Salted Caramel Mini Cheesecakes
- 13-14 cupcake liners
- 8 sheets of honey graham crackers
- 3/4 cup of chopped pecans, divided
- 5 tablespoons salted butter, melted
- 2 8-ounce packages cream cheese, softened
- 3/4 cup granulated sugar
- 1.5 tablespoons all-purpose flour
- 2 large eggs
- 1 teaspoon vanilla extract
- 1/2 cup of whole milk
- 1 cup of caramel dip
- Sea salt
Preheat the oven to 350 degrees. Line muffin tins with cupcake liners.
Using a food processor or blender, finely crush the graham crackers and 1/2 cup of pecans. Combine the finely crushed graham crackers and pecans with the melted butter in a bowl until the texture resembles damp sand. Pour a heaping tablespoon into each cupcake liner and press the mixture down with fingers to spread across the entire bottom of each liner. Place in the oven for five minutes.
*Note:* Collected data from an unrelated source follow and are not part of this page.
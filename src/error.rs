//! Error types for background removal operations

use thiserror::Error;

/// Result type alias for background removal operations
pub type Result<T> = std::result::Result<T, BgRemovalError>;

/// Error types for background removal operations
///
/// The first three variants are caller input errors detected before any
/// pixel work starts. They are never retried.
#[derive(Error, Debug)]
pub enum BgRemovalError {
    /// Width or height is zero, or the buffer does not hold `width * height` RGBA pixels
    #[error("Invalid dimensions: {0}")]
    InvalidDimensions(String),

    /// Manual color pick outside the image bounds
    #[error("Color pick ({x}, {y}) is outside the {width}x{height} image")]
    OutOfRangePick {
        x: u32,
        y: u32,
        width: u32,
        height: u32,
    },

    /// Zero-length pixel buffer
    #[error("Empty input: {0}")]
    EmptyInput(String),

    /// Input/output errors (file not found, permission denied, etc.)
    #[error("IO error: {0}")]
    Io(#[from] std::io::Error),

    /// Image decoding or encoding errors
    #[error("Image processing error: {0}")]
    Image(#[from] image::ImageError),

    /// Batch operation on an id that is not in the batch
    #[error("Unknown image: {0}")]
    UnknownImage(String),

    /// Invalid configuration or parameters
    #[error("Invalid configuration: {0}")]
    InvalidConfig(String),

    /// Processing errors outside the segmentation core
    #[error("Processing error: {0}")]
    Processing(String),

    /// Generic error for unexpected conditions
    #[error("Internal error: {0}")]
    Internal(String),
}

impl BgRemovalError {
    /// Create a new invalid dimensions error
    pub fn invalid_dimensions<S: Into<String>>(msg: S) -> Self {
        Self::InvalidDimensions(msg.into())
    }

    /// Create a new empty input error
    pub fn empty_input<S: Into<String>>(msg: S) -> Self {
        Self::EmptyInput(msg.into())
    }

    /// Create a new out-of-range pick error
    #[must_use]
    pub fn out_of_range_pick(x: u32, y: u32, width: u32, height: u32) -> Self {
        Self::OutOfRangePick {
            x,
            y,
            width,
            height,
        }
    }

    /// Create a new unknown image error
    pub fn unknown_image<S: Into<String>>(id: S) -> Self {
        Self::UnknownImage(id.into())
    }

    /// Create a new invalid configuration error
    pub fn invalid_config<S: Into<String>>(msg: S) -> Self {
        Self::InvalidConfig(msg.into())
    }

    /// Create a new processing error
    pub fn processing<S: Into<String>>(msg: S) -> Self {
        Self::Processing(msg.into())
    }

    /// Create a new internal error
    pub fn internal<S: Into<String>>(msg: S) -> Self {
        Self::Internal(msg.into())
    }

    /// Whether this error was caused by caller input rather than the environment
    #[must_use]
    pub fn is_input_error(&self) -> bool {
        matches!(
            self,
            Self::InvalidDimensions(_) | Self::OutOfRangePick { .. } | Self::EmptyInput(_)
        )
    }

    /// Create file I/O error with operation context
    pub fn file_io_error<P: AsRef<std::path::Path>>(
        operation: &str,
        path: P,
        error: &std::io::Error,
    ) -> Self {
        let path_display = path.as_ref().display();
        Self::Io(std::io::Error::new(
            error.kind(),
            format!("Failed to {} '{}': {}", operation, path_display, error),
        ))
    }

    /// Create configuration error with valid ranges
    pub fn config_value_error<T: std::fmt::Display>(
        parameter: &str,
        value: T,
        valid_range: &str,
        recommended: Option<T>,
    ) -> Self {
        let recommendation = match recommended {
            Some(rec) => format!(" Recommended: {}", rec),
            None => String::new(),
        };

        Self::InvalidConfig(format!(
            "Invalid {}: {} (valid range: {}).{}",
            parameter, value, valid_range, recommendation
        ))
    }

    /// Create processing error with stage context
    #[must_use]
    pub fn processing_stage_error(stage: &str, details: &str, input_info: Option<&str>) -> Self {
        let input_context = match input_info {
            Some(info) => format!(" (input: {})", info),
            None => String::new(),
        };

        Self::Processing(format!(
            "Processing failed at stage '{}'{}: {}",
            stage, input_context, details
        ))
    }
}
#![allow(clippy::too_many_lines)]
#![allow(clippy::missing_errors_doc)]
#![allow(clippy::missing_panics_doc)]
#![allow(clippy::uninlined_format_args)]
#![allow(clippy::unused_async)]

//! # Sticker Background Removal
//!
//! Removes the flat background of sticker images with a color-similarity
//! flood fill seeded from the image border.
//!
//! The engine is two pure steps:
//!
//! - [`ColorSampler`] picks the reference color: the top-left pixel by
//!   default, or the pixel at a caller-supplied pick point.
//! - [`FloodSegmenter`] marks every pixel whose squared RGB distance to the
//!   reference is strictly below `tolerance²` and that is 4-connected to the
//!   border through such pixels, then zeroes the alpha of those pixels.
//!
//! Regions of background color enclosed by the figure (eyes, holes) are not
//! reachable from the border and stay opaque. RGB channels are never altered.
//!
//! ## Features
//!
//! - **Deterministic masks**: integer arithmetic, strict tie handling
//! - **Overflow-safe**: explicit-stack flood fill, no recursion
//! - **Batch model**: per-image status and cached color picks, parallel processing
//! - **Format Support**: PNG, JPEG, WebP, TIFF in and out, raw RGBA8 out
//! - **CLI Integration**: Optional command-line interface (enable with `cli` feature)
//!
//! ## Quick Start
//!
//! ```rust,no_run
//! use sticker_bgremove::{remove_background_from_reader, RemovalConfig};
//! use tokio::fs::File;
//!
//! # async fn example() -> anyhow::Result<()> {
//! let config = RemovalConfig::builder().tolerance(60).build()?;
//!
//! let file = File::open("sticker.png").await?;
//! let mut result = remove_background_from_reader(file, &config).await?;
//! result.save_png("sticker_noBG.png")?;
//! # Ok(())
//! # }
//! ```
//!
//! ## Working on pixels directly
//!
//! ```rust
//! use sticker_bgremove::{ColorSampler, FloodSegmenter, PixelGrid, Tolerance};
//!
//! # fn example() -> sticker_bgremove::Result<()> {
//! let grid = PixelGrid::filled(4, 4, [0, 255, 0, 255])?;
//! let reference = ColorSampler::sample(&grid, None)?;
//! let output = FloodSegmenter::segment(&grid, reference, Tolerance::new(10));
//! assert_eq!(output.transparent_count(), 16);
//! # Ok(())
//! # }
//! # example().unwrap();
//! ```
//!
//! ### Feature Flags
//!
//! - `cli` (default): Command-line interface, progress bar and log subscriber
//! - `webp-support` (default): WebP image format support
//! - `tracing-json`: JSON log lines for the CLI
//!
//! ### Library-Only Usage
//!
//! ```toml
//! [dependencies]
//! sticker-bgremove = { version = "0.1", default-features = false }
//! ```

pub mod batch;
#[cfg(feature = "cli")]
pub mod cli;
pub mod config;
pub mod error;
pub mod processor;
pub mod sampler;
pub mod segmenter;
pub mod services;
#[cfg(feature = "cli")]
pub mod tracing_config;
pub mod types;

// Internal imports for lib functions
use tokio::io::AsyncRead;

// Public API exports
pub use batch::{output_file_name, Batch, BatchItem, BatchReport, ImageId, ItemStatus};
pub use config::{OutputFormat, RemovalConfig, RemovalConfigBuilder};
pub use error::{BgRemovalError, Result};
pub use processor::BackgroundRemovalProcessor;
pub use sampler::ColorSampler;
pub use segmenter::FloodSegmenter;
pub use services::{
    ConsoleProgressReporter, ImageIOService, NoOpProgressReporter, OutputFormatHandler,
    ProcessingStage, ProgressReporter, ProgressTracker, ProgressUpdate,
};
pub use types::{
    MaskStatistics, PickPoint, PixelGrid, ProcessingMetadata, ProcessingTimings, ReferenceColor,
    RemovalResult, SampleSource, SegmentationMask, Tolerance,
};

#[cfg(feature = "cli")]
pub use tracing_config::{init_cli_tracing, spans, TracingConfig, TracingFormat};

/// Remove the background of an image provided as encoded bytes
///
/// Suitable for web servers and other memory-based callers.
///
/// ```rust,no_run
/// use sticker_bgremove::{remove_background_from_bytes, OutputFormat, RemovalConfig};
///
/// # async fn example(upload_bytes: Vec<u8>) -> anyhow::Result<()> {
/// let config = RemovalConfig::default();
/// let result = remove_background_from_bytes(&upload_bytes, &config).await?;
/// let png = result.to_bytes(OutputFormat::Png, 100)?;
/// # Ok(())
/// # }
/// ```
///
/// # Errors
/// - `EmptyInput` for an empty buffer
/// - `Processing` if the bytes are not a decodable image
/// - `OutOfRangePick` if the configured pick lies outside the image
pub async fn remove_background_from_bytes(
    image_bytes: &[u8],
    config: &RemovalConfig,
) -> Result<RemovalResult> {
    let mut processor = BackgroundRemovalProcessor::new(config.clone())?;
    processor.process_bytes(image_bytes)
}

/// Remove the background of a decoded `DynamicImage`
///
/// Any pixel format is accepted; it is converted to RGBA8 first.
pub async fn remove_background_from_image(
    image: image::DynamicImage,
    config: &RemovalConfig,
) -> Result<RemovalResult> {
    let mut processor = BackgroundRemovalProcessor::new(config.clone())?;
    processor.process_image(&image)
}

/// Remove the background of an image read from an async stream
///
/// The stream is read to the end before decoding.
pub async fn remove_background_from_reader<R: AsyncRead + Unpin>(
    reader: R,
    config: &RemovalConfig,
) -> Result<RemovalResult> {
    let mut processor = BackgroundRemovalProcessor::new(config.clone())?;
    processor.process_reader(reader).await
}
In a small bowl, stir sugar and flour together. In a separate bowl or a standing mixer, add the softened cream cheese and whisk until smooth. Pour the sugar/flour mixture in and mix on medium to high speed with the whisk attachment. Next, add the eggs one at a time, followed by the vanilla and milk. Continue mixing and scraping the sides of the bowl to ensure that everything is properly mixed. Divide the mixture among the cupcake liners and place them in the oven for 18-22 minutes. Do not over bake (if they begin to crack, they are becoming over baked). This is really important to remember!
Remove the cheesecakes from the oven and allow them to cool for two to three hours in the fridge. Once they are completely cooled, top each with a teaspoon of caramel dip, chopped pecans and a sprinkle of sea salt.